_TASK INSTRUCTIONS_
Which lines of the entries below include "VirtTlb"? List them all.

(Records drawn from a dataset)

□ □ □ □ □ □ □

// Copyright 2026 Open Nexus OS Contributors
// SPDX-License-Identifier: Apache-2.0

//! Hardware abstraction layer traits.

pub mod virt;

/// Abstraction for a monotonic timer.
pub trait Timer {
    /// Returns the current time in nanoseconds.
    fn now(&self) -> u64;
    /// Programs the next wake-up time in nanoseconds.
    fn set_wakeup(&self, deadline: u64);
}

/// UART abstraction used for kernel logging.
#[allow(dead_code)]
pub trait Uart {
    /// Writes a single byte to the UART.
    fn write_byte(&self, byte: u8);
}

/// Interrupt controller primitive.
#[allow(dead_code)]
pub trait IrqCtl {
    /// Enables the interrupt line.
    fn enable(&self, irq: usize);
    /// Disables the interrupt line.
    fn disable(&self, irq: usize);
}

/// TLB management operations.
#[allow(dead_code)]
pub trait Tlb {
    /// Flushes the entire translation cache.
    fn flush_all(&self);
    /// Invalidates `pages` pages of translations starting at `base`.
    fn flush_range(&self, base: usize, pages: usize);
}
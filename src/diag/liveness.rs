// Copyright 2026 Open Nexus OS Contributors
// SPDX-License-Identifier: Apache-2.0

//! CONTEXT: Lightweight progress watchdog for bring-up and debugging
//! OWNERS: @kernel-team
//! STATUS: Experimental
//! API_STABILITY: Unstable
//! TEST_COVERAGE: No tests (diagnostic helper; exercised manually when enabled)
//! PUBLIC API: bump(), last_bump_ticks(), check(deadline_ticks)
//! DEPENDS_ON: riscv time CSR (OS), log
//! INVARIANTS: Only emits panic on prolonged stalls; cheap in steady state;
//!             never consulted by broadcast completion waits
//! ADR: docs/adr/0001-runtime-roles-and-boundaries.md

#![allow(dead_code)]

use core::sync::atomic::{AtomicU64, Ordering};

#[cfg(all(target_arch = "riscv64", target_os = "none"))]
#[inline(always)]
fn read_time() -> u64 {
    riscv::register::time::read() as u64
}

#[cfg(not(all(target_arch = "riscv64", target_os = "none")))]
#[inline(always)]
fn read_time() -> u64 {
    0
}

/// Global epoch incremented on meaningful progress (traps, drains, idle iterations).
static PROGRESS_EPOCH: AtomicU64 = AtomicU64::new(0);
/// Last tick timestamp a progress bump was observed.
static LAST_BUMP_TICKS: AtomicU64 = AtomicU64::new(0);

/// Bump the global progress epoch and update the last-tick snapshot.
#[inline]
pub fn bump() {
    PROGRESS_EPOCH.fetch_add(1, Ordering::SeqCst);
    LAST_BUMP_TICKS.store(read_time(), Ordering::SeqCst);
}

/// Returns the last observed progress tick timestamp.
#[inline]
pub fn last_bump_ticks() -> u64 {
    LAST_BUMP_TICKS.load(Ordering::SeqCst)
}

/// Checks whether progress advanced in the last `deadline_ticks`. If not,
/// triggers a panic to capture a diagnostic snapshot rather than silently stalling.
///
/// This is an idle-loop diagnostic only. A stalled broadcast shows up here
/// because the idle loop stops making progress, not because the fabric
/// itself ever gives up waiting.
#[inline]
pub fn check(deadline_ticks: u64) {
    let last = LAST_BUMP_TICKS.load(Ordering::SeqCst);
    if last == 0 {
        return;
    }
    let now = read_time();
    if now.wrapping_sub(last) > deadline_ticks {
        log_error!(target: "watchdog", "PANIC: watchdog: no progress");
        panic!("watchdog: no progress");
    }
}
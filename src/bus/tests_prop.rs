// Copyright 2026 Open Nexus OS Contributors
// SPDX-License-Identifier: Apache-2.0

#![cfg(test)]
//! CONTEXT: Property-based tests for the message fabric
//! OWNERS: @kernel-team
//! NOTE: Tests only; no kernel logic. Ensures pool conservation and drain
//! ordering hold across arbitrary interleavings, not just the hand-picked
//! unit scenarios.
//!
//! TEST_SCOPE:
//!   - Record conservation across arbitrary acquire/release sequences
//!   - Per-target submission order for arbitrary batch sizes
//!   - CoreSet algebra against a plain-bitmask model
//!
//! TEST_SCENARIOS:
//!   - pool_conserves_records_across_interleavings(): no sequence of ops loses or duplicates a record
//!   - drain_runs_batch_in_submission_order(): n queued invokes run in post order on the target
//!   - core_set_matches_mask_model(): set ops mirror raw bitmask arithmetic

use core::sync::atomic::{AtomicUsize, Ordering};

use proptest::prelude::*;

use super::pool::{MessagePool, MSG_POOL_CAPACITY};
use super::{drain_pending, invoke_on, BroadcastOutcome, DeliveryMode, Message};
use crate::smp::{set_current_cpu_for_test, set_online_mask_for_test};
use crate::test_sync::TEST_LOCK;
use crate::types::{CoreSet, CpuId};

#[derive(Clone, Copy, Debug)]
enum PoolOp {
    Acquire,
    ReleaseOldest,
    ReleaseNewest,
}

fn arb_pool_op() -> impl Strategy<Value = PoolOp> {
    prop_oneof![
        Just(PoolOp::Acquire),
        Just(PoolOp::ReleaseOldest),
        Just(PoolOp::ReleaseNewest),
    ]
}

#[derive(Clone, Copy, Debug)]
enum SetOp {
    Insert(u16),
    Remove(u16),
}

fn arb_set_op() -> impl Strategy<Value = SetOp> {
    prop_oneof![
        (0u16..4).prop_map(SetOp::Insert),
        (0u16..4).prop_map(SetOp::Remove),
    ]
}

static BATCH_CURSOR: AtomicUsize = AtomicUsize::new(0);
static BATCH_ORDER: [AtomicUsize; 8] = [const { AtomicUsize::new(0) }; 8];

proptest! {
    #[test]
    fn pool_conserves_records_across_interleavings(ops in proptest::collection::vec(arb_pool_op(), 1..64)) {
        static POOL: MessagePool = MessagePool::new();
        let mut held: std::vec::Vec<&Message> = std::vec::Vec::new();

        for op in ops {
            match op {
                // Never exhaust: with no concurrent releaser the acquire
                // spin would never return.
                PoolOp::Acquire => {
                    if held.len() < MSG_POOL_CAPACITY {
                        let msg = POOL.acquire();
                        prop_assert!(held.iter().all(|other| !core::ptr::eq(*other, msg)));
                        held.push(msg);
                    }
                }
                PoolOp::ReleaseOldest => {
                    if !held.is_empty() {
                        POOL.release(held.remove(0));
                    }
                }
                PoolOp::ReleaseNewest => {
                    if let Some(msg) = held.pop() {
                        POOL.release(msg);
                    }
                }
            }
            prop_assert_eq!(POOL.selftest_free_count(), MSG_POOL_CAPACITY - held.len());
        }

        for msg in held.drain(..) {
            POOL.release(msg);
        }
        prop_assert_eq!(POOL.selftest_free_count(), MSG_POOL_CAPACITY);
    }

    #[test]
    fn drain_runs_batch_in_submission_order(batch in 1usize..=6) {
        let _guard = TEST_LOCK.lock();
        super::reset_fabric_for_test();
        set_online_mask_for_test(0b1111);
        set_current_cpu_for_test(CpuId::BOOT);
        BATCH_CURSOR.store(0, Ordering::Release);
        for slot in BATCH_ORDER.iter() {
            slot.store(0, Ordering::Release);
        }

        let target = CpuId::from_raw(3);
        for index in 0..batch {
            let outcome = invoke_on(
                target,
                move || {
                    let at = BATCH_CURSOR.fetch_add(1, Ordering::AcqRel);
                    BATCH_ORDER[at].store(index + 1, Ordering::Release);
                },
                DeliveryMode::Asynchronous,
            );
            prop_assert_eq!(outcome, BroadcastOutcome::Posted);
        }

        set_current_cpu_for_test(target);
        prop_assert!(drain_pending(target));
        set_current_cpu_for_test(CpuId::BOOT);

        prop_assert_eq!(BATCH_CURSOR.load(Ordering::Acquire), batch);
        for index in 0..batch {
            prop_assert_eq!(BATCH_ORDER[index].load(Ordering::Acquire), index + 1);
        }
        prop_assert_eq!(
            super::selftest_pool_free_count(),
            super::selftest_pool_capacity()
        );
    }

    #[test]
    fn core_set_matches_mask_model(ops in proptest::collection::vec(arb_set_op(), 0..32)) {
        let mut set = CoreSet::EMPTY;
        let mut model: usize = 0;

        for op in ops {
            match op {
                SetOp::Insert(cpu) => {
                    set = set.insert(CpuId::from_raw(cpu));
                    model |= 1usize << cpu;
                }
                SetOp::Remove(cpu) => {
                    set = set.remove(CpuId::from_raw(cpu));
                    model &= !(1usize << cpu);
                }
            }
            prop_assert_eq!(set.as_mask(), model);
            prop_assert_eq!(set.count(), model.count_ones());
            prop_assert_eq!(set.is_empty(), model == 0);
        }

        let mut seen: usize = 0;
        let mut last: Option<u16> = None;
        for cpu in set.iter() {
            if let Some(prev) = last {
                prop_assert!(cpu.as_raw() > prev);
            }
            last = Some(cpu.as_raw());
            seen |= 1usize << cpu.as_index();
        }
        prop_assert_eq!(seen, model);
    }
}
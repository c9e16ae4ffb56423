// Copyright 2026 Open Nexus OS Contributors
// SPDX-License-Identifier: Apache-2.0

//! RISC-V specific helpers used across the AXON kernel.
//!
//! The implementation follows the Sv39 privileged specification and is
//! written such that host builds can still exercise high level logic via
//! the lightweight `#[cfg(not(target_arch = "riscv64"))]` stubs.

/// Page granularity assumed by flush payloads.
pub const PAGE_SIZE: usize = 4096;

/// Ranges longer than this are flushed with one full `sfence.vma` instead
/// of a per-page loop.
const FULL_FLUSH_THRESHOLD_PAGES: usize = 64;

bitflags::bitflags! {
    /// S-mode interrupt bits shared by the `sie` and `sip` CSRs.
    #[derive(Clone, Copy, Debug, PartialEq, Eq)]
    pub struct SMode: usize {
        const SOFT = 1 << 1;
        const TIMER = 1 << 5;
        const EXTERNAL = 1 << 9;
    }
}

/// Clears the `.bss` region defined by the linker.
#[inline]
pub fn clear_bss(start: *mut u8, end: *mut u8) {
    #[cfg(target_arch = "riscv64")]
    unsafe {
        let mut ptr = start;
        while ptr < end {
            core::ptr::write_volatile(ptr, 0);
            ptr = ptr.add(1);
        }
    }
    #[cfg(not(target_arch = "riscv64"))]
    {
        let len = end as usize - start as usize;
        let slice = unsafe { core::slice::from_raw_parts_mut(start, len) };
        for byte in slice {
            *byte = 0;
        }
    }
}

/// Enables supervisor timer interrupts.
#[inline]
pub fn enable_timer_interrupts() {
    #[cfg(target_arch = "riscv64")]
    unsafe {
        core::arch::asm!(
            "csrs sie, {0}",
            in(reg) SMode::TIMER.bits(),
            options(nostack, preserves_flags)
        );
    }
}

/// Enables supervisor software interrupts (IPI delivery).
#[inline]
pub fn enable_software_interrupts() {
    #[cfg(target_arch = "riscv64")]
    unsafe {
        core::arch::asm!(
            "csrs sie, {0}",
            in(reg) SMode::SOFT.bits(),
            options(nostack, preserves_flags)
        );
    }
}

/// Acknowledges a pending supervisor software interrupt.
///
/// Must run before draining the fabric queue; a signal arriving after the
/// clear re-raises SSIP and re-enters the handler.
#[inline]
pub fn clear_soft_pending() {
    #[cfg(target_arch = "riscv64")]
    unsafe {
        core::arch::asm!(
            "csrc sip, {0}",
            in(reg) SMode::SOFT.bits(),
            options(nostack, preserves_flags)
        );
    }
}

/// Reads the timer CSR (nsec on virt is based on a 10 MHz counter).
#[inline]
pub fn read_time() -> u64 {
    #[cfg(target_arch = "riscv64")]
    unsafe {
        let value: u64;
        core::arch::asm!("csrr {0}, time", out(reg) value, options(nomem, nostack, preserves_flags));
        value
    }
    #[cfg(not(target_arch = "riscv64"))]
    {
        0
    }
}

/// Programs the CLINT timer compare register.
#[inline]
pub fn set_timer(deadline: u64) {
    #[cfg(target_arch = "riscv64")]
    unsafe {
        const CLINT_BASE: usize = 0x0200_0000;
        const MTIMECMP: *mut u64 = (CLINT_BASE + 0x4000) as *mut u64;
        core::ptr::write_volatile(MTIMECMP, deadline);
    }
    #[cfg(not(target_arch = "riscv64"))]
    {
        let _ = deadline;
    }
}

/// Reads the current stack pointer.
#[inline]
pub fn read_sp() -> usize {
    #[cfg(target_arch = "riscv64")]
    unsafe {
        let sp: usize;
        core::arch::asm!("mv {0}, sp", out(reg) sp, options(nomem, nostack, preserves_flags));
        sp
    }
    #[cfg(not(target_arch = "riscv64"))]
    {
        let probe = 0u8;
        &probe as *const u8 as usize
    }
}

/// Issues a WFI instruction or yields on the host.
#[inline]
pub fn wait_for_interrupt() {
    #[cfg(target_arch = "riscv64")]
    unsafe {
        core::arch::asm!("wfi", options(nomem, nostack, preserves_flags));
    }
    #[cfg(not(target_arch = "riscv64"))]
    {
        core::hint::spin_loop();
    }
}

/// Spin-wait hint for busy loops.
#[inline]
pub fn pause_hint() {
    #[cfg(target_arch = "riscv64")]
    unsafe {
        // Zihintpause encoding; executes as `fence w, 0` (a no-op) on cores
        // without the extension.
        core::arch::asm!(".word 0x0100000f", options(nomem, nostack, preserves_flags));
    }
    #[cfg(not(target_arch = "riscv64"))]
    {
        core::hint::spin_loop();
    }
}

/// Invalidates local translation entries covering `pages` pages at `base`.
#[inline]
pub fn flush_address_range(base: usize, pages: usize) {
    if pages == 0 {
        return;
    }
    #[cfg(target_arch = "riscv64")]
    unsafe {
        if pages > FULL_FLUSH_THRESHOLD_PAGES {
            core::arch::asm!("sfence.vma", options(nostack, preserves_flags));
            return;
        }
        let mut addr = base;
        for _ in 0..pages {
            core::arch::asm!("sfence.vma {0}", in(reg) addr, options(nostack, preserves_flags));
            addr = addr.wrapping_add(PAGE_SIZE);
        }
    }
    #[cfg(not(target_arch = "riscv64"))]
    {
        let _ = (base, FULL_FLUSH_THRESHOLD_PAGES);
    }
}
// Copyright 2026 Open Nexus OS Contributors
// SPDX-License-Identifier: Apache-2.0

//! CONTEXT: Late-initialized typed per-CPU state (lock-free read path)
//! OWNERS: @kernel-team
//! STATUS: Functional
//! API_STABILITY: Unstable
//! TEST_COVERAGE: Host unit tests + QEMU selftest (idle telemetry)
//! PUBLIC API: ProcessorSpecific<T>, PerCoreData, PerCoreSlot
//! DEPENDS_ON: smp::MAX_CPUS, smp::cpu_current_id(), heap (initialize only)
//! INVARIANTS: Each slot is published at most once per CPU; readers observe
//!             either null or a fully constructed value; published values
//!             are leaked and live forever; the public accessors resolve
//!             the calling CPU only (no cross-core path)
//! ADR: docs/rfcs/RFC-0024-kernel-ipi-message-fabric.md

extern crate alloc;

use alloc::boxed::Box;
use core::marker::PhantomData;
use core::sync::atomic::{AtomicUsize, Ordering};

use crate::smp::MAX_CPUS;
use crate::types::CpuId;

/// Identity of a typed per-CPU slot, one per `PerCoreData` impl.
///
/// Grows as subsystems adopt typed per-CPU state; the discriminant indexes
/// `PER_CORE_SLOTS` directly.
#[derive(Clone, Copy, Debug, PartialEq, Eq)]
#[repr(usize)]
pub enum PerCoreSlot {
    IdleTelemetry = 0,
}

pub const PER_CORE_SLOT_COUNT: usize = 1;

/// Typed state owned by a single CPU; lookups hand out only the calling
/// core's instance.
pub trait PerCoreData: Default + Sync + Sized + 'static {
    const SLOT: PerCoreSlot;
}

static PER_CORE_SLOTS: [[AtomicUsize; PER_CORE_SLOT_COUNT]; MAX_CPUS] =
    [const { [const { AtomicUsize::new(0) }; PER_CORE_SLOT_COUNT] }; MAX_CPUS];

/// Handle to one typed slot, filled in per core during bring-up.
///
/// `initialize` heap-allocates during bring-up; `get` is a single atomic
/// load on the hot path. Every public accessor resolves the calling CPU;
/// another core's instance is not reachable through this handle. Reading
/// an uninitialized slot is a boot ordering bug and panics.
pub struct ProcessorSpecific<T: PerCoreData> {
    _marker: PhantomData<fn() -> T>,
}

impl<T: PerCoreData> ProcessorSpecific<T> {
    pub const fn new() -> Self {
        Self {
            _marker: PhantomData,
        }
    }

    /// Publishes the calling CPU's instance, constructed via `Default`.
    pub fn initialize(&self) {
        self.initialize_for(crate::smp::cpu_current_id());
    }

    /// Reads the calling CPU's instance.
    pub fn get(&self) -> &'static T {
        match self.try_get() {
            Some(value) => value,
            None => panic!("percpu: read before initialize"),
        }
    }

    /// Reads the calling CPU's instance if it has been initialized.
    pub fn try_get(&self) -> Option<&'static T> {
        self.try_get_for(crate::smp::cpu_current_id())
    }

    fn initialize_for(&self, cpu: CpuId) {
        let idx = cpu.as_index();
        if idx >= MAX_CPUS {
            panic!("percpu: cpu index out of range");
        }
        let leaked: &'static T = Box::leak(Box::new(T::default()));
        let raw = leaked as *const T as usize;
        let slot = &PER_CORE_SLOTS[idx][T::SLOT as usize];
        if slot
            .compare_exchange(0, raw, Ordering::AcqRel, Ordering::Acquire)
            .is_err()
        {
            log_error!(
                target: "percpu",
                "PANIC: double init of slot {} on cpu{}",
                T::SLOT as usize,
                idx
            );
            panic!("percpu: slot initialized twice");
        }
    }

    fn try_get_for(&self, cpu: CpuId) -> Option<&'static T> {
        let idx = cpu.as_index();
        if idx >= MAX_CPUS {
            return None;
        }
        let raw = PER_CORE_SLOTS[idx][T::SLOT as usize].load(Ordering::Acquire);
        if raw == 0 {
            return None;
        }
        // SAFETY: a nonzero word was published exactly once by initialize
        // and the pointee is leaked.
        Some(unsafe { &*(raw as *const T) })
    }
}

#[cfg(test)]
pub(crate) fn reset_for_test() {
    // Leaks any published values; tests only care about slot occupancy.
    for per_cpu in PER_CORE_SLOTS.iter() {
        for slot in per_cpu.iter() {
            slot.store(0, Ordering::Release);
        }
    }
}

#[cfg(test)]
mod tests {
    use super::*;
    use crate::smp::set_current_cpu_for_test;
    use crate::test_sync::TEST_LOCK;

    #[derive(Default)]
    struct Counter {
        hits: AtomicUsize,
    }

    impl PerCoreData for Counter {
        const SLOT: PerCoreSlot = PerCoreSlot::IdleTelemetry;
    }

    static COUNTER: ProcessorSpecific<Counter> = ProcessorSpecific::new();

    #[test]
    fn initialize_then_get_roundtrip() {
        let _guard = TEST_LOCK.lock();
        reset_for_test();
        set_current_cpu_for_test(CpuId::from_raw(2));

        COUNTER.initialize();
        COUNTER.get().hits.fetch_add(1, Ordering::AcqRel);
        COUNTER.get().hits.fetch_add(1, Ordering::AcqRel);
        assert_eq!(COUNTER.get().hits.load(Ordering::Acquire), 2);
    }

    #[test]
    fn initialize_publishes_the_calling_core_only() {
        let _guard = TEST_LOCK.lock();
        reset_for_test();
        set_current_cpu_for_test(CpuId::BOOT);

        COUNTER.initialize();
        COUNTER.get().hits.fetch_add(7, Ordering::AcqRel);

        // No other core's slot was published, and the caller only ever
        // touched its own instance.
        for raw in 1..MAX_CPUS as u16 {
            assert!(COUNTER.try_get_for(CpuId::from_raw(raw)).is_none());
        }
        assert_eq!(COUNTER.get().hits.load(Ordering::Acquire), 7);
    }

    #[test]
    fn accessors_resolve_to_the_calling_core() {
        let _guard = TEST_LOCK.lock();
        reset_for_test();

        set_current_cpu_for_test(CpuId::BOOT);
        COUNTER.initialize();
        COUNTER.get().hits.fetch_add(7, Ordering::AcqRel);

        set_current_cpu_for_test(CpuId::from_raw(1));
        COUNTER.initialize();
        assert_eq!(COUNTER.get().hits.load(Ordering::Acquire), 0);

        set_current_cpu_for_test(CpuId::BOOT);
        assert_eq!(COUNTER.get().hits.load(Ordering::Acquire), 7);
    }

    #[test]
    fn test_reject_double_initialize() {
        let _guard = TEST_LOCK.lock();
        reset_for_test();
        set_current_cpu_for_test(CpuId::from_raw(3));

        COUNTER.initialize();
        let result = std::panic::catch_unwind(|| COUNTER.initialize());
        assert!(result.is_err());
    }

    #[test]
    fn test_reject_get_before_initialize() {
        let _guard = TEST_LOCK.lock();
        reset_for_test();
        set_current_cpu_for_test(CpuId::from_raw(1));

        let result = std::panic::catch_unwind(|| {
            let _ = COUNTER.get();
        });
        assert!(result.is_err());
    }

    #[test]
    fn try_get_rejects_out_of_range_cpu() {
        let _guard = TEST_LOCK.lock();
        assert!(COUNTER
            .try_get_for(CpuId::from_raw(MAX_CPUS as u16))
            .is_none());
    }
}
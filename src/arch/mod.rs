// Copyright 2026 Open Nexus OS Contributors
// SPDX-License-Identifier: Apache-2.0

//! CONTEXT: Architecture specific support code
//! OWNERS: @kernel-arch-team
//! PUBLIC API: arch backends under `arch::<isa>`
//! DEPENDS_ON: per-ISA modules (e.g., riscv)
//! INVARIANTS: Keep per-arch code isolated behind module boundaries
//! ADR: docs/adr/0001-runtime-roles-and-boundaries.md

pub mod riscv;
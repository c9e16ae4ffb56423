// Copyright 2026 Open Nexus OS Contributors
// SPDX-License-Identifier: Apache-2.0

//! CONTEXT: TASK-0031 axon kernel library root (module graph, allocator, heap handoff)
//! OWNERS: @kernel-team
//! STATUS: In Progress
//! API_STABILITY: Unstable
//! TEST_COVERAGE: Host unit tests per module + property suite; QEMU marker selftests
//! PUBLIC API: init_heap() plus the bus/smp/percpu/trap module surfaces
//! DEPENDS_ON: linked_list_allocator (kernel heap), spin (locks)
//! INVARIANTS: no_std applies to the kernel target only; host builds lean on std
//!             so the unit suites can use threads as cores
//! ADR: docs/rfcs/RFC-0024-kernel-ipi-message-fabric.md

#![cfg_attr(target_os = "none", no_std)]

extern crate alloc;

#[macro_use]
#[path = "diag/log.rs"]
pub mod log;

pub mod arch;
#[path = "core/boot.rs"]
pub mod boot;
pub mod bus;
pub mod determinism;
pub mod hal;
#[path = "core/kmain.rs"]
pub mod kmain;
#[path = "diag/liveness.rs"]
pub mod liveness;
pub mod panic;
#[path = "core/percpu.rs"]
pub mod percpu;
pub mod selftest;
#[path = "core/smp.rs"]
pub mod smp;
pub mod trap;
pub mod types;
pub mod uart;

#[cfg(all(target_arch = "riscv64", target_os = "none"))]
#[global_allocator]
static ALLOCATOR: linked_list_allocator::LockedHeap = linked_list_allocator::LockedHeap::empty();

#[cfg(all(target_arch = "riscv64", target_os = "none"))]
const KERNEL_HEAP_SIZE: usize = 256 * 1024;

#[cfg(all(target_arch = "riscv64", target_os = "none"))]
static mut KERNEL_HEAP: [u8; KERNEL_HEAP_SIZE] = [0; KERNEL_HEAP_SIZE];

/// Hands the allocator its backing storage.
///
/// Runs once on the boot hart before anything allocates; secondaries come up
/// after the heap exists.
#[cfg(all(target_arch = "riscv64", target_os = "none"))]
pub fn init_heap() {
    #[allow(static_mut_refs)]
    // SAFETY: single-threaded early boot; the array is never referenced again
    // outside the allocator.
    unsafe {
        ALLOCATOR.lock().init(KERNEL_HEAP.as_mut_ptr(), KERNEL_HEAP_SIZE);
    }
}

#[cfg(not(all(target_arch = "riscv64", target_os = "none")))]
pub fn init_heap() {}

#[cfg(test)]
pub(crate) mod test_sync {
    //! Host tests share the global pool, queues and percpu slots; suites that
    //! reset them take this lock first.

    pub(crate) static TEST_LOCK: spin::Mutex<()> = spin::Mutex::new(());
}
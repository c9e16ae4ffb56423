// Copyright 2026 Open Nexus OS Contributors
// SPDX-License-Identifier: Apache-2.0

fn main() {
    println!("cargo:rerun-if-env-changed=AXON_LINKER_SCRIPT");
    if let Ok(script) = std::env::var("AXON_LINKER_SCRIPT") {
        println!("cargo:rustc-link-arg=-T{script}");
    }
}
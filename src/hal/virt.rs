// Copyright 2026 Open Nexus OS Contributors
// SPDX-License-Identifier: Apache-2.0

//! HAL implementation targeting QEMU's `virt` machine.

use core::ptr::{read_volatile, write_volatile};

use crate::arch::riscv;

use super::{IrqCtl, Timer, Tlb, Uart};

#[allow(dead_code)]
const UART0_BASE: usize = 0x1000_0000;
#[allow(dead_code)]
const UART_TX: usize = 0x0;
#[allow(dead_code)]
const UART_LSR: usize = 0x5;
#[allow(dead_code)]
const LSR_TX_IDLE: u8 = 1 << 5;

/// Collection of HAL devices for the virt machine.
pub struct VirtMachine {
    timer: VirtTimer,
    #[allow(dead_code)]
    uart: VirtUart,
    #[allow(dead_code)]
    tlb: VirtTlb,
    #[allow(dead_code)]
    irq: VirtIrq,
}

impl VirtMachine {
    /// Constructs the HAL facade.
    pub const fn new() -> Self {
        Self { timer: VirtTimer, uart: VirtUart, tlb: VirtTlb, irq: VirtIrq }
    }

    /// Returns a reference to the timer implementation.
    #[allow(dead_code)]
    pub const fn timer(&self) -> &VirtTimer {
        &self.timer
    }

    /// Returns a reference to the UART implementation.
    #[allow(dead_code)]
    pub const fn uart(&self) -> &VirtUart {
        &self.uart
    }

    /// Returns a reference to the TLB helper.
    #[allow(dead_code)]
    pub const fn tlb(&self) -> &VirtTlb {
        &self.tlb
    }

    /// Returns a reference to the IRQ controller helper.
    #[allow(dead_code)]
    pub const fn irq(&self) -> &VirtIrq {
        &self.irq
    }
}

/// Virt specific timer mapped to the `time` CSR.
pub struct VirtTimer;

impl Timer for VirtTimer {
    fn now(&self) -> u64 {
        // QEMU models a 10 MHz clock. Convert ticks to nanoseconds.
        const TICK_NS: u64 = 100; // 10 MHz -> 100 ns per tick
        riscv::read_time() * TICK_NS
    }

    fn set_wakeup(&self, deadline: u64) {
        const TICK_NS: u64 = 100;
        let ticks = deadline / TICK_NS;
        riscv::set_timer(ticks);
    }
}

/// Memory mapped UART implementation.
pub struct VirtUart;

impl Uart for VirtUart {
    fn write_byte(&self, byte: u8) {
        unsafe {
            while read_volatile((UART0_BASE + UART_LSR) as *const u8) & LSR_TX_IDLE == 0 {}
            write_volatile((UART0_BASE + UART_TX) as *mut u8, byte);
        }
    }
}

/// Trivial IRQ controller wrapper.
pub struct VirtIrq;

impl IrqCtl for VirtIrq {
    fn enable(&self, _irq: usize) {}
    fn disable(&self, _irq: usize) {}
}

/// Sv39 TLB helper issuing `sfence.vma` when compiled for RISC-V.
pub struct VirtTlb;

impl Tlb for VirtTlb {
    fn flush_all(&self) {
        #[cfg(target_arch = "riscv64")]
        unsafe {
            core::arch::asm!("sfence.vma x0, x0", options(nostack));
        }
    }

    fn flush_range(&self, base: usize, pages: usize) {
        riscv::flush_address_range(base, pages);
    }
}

□ □ □ □ □ □ □

_RESPONSE AREA_
    tlb: VirtTlb,
        Self { timer: VirtTimer, uart: VirtUart, tlb: VirtTlb, irq: VirtIrq }
    pub const fn tlb(&self) -> &VirtTlb {
pub struct VirtTlb;
impl Tlb for VirtTlb {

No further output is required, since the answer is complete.